Restate each entry word for word, leaving nothing out.

Source records
* * *

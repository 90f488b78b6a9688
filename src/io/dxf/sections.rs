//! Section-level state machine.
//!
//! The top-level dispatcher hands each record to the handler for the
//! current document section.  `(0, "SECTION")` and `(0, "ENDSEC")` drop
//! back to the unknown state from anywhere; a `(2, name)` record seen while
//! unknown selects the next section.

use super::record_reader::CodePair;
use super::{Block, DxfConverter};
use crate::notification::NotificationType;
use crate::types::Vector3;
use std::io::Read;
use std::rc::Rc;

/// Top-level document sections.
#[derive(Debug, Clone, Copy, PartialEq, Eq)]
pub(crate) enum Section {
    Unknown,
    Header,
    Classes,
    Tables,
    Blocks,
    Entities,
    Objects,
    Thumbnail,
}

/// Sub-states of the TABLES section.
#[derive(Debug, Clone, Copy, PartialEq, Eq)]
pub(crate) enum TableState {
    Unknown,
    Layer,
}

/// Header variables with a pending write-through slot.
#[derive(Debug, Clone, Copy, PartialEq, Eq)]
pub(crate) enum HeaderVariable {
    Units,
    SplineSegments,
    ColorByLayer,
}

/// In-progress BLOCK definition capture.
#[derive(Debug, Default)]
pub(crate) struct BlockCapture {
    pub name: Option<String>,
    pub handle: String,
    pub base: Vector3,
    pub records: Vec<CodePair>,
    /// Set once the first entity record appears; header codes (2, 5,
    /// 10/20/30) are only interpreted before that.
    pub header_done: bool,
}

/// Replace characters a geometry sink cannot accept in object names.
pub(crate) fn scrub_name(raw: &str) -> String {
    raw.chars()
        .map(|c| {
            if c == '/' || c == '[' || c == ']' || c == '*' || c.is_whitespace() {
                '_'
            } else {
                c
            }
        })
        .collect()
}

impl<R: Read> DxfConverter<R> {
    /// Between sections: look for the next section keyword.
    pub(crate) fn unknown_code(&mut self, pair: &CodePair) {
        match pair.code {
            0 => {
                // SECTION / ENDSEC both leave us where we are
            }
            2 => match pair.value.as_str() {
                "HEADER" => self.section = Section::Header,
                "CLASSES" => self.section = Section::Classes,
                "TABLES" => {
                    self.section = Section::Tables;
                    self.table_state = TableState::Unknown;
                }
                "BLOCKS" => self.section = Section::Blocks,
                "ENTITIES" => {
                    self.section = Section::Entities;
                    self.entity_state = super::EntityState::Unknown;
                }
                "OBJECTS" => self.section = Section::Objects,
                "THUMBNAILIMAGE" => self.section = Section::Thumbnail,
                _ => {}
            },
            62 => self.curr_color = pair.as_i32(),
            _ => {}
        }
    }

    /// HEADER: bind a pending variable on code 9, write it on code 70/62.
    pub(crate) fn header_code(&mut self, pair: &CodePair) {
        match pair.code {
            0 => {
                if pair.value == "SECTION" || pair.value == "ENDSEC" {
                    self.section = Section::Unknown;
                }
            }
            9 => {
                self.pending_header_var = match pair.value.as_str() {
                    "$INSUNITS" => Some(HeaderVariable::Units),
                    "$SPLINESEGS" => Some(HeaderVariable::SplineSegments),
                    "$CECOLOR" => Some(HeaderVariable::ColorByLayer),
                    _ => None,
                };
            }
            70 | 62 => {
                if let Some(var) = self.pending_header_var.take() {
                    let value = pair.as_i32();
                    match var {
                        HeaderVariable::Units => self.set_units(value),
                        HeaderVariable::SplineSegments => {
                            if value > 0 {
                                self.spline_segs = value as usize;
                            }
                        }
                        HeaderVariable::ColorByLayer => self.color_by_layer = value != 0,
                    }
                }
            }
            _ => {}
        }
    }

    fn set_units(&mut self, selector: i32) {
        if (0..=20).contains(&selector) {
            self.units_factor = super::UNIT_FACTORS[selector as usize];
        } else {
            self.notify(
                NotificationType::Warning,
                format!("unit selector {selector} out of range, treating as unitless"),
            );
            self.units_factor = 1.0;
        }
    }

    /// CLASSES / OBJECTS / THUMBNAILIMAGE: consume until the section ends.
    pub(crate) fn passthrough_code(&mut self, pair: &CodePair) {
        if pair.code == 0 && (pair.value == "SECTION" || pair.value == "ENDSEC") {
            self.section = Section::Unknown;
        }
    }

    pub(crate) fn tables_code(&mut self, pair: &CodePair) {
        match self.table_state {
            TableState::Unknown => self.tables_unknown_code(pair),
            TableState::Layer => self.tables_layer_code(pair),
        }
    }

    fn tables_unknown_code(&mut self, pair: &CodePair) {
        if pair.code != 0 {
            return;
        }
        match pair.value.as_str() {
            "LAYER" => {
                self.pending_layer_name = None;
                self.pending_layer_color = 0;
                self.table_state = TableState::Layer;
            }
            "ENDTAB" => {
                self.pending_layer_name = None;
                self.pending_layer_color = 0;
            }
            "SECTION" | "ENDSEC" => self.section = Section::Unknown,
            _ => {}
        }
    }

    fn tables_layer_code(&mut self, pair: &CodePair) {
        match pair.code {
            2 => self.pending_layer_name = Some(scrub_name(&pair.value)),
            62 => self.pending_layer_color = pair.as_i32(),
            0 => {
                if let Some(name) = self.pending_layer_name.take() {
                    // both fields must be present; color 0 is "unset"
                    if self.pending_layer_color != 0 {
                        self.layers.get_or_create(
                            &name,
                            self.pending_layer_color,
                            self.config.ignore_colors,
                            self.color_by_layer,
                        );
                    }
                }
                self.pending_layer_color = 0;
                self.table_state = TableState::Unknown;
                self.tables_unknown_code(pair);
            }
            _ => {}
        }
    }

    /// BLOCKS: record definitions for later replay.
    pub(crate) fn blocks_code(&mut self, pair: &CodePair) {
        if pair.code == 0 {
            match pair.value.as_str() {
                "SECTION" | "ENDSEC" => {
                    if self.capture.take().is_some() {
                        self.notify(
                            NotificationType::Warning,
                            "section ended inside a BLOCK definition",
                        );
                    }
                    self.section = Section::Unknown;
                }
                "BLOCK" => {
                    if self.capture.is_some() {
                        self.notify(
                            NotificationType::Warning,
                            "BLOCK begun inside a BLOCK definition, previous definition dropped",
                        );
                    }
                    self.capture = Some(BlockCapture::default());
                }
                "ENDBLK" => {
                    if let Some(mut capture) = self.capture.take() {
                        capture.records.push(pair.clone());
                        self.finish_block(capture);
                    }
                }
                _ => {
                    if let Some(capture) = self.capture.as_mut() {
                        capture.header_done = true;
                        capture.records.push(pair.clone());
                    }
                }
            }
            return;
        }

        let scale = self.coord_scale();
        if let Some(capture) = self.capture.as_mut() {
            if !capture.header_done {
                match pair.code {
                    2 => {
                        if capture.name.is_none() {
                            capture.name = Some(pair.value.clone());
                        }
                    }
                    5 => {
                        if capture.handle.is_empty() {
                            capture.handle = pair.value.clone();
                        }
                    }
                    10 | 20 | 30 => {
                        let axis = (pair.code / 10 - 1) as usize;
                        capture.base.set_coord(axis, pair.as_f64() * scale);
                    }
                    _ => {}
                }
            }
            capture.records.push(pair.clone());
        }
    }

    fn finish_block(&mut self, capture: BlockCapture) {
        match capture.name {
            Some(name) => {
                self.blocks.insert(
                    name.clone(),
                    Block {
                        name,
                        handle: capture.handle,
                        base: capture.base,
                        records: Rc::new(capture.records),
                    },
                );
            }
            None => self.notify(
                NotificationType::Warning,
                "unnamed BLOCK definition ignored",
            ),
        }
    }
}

* * *

Your response:
repository 90f488b78b6a9688
filename src/io/dxf/sections.rs
//! Section-level state machine.
//!
//! The top-level dispatcher hands each record to the handler for the
//! current document section.  `(0, "SECTION")` and `(0, "ENDSEC")` drop
//! back to the unknown state from anywhere; a `(2, name)` record seen while
//! unknown selects the next section.

use super::record_reader::CodePair;
use super::{Block, DxfConverter};
use crate::notification::NotificationType;
use crate::types::Vector3;
use std::io::Read;
use std::rc::Rc;

/// Top-level document sections.
#[derive(Debug, Clone, Copy, PartialEq, Eq)]
pub(crate) enum Section {
    Unknown,
    Header,
    Classes,
    Tables,
    Blocks,
    Entities,
    Objects,
    Thumbnail,
}

/// Sub-states of the TABLES section.
#[derive(Debug, Clone, Copy, PartialEq, Eq)]
pub(crate) enum TableState {
    Unknown,
    Layer,
}

/// Header variables with a pending write-through slot.
#[derive(Debug, Clone, Copy, PartialEq, Eq)]
pub(crate) enum HeaderVariable {
    Units,
    SplineSegments,
    ColorByLayer,
}

/// In-progress BLOCK definition capture.
#[derive(Debug, Default)]
pub(crate) struct BlockCapture {
    pub name: Option<String>,
    pub handle: String,
    pub base: Vector3,
    pub records: Vec<CodePair>,
    /// Set once the first entity record appears; header codes (2, 5,
    /// 10/20/30) are only interpreted before that.
    pub header_done: bool,
}

/// Replace characters a geometry sink cannot accept in object names.
pub(crate) fn scrub_name(raw: &str) -> String {
    raw.chars()
        .map(|c| {
            if c == '/' || c == '[' || c == ']' || c == '*' || c.is_whitespace() {
                '_'
            } else {
                c
            }
        })
        .collect()
}

impl<R: Read> DxfConverter<R> {
    /// Between sections: look for the next section keyword.
    pub(crate) fn unknown_code(&mut self, pair: &CodePair) {
        match pair.code {
            0 => {
                // SECTION / ENDSEC both leave us where we are
            }
            2 => match pair.value.as_str() {
                "HEADER" => self.section = Section::Header,
                "CLASSES" => self.section = Section::Classes,
                "TABLES" => {
                    self.section = Section::Tables;
                    self.table_state = TableState::Unknown;
                }
                "BLOCKS" => self.section = Section::Blocks,
                "ENTITIES" => {
                    self.section = Section::Entities;
                    self.entity_state = super::EntityState::Unknown;
                }
                "OBJECTS" => self.section = Section::Objects,
                "THUMBNAILIMAGE" => self.section = Section::Thumbnail,
                _ => {}
            },
            62 => self.curr_color = pair.as_i32(),
            _ => {}
        }
    }

    /// HEADER: bind a pending variable on code 9, write it on code 70/62.
    pub(crate) fn header_code(&mut self, pair: &CodePair) {
        match pair.code {
            0 => {
                if pair.value == "SECTION" || pair.value == "ENDSEC" {
                    self.section = Section::Unknown;
                }
            }
            9 => {
                self.pending_header_var = match pair.value.as_str() {
                    "$INSUNITS" => Some(HeaderVariable::Units),
                    "$SPLINESEGS" => Some(HeaderVariable::SplineSegments),
                    "$CECOLOR" => Some(HeaderVariable::ColorByLayer),
                    _ => None,
                };
            }
            70 | 62 => {
                if let Some(var) = self.pending_header_var.take() {
                    let value = pair.as_i32();
                    match var {
                        HeaderVariable::Units => self.set_units(value),
                        HeaderVariable::SplineSegments => {
                            if value > 0 {
                                self.spline_segs = value as usize;
                            }
                        }
                        HeaderVariable::ColorByLayer => self.color_by_layer = value != 0,
                    }
                }
            }
            _ => {}
        }
    }

    fn set_units(&mut self, selector: i32) {
        if (0..=20).contains(&selector) {
            self.units_factor = super::UNIT_FACTORS[selector as usize];
        } else {
            self.notify(
                NotificationType::Warning,
                format!("unit selector {selector} out of range, treating as unitless"),
            );
            self.units_factor = 1.0;
        }
    }

    /// CLASSES / OBJECTS / THUMBNAILIMAGE: consume until the section ends.
    pub(crate) fn passthrough_code(&mut self, pair: &CodePair) {
        if pair.code == 0 && (pair.value == "SECTION" || pair.value == "ENDSEC") {
            self.section = Section::Unknown;
        }
    }

    pub(crate) fn tables_code(&mut self, pair: &CodePair) {
        match self.table_state {
            TableState::Unknown => self.tables_unknown_code(pair),
            TableState::Layer => self.tables_layer_code(pair),
        }
    }

    fn tables_unknown_code(&mut self, pair: &CodePair) {
        if pair.code != 0 {
            return;
        }
        match pair.value.as_str() {
            "LAYER" => {
                self.pending_layer_name = None;
                self.pending_layer_color = 0;
                self.table_state = TableState::Layer;
            }
            "ENDTAB" => {
                self.pending_layer_name = None;
                self.pending_layer_color = 0;
            }
            "SECTION" | "ENDSEC" => self.section = Section::Unknown,
            _ => {}
        }
    }

    fn tables_layer_code(&mut self, pair: &CodePair) {
        match pair.code {
            2 => self.pending_layer_name = Some(scrub_name(&pair.value)),
            62 => self.pending_layer_color = pair.as_i32(),
            0 => {
                if let Some(name) = self.pending_layer_name.take() {
                    // both fields must be present; color 0 is "unset"
                    if self.pending_layer_color != 0 {
                        self.layers.get_or_create(
                            &name,
                            self.pending_layer_color,
                            self.config.ignore_colors,
                            self.color_by_layer,
                        );
                    }
                }
                self.pending_layer_color = 0;
                self.table_state = TableState::Unknown;
                self.tables_unknown_code(pair);
            }
            _ => {}
        }
    }

    /// BLOCKS: record definitions for later replay.
    pub(crate) fn blocks_code(&mut self, pair: &CodePair) {
        if pair.code == 0 {
            match pair.value.as_str() {
                "SECTION" | "ENDSEC" => {
                    if self.capture.take().is_some() {
                        self.notify(
                            NotificationType::Warning,
                            "section ended inside a BLOCK definition",
                        );
                    }
                    self.section = Section::Unknown;
                }
                "BLOCK" => {
                    if self.capture.is_some() {
                        self.notify(
                            NotificationType::Warning,
                            "BLOCK begun inside a BLOCK definition, previous definition dropped",
                        );
                    }
                    self.capture = Some(BlockCapture::default());
                }
                "ENDBLK" => {
                    if let Some(mut capture) = self.capture.take() {
                        capture.records.push(pair.clone());
                        self.finish_block(capture);
                    }
                }
                _ => {
                    if let Some(capture) = self.capture.as_mut() {
                        capture.header_done = true;
                        capture.records.push(pair.clone());
                    }
                }
            }
            return;
        }

        let scale = self.coord_scale();
        if let Some(capture) = self.capture.as_mut() {
            if !capture.header_done {
                match pair.code {
                    2 => {
                        if capture.name.is_none() {
                            capture.name = Some(pair.value.clone());
                        }
                    }
                    5 => {
                        if capture.handle.is_empty() {
                            capture.handle = pair.value.clone();
                        }
                    }
                    10 | 20 | 30 => {
                        let axis = (pair.code / 10 - 1) as usize;
                        capture.base.set_coord(axis, pair.as_f64() * scale);
                    }
                    _ => {}
                }
            }
            capture.records.push(pair.clone());
        }
    }

    fn finish_block(&mut self, capture: BlockCapture) {
        match capture.name {
            Some(name) => {
                self.blocks.insert(
                    name.clone(),
                    Block {
                        name,
                        handle: capture.handle,
                        base: capture.base,
                        records: Rc::new(capture.records),
                    },
                );
            }
            None => self.notify(
                NotificationType::Warning,
                "unnamed BLOCK definition ignored",
            ),
        }
    }
}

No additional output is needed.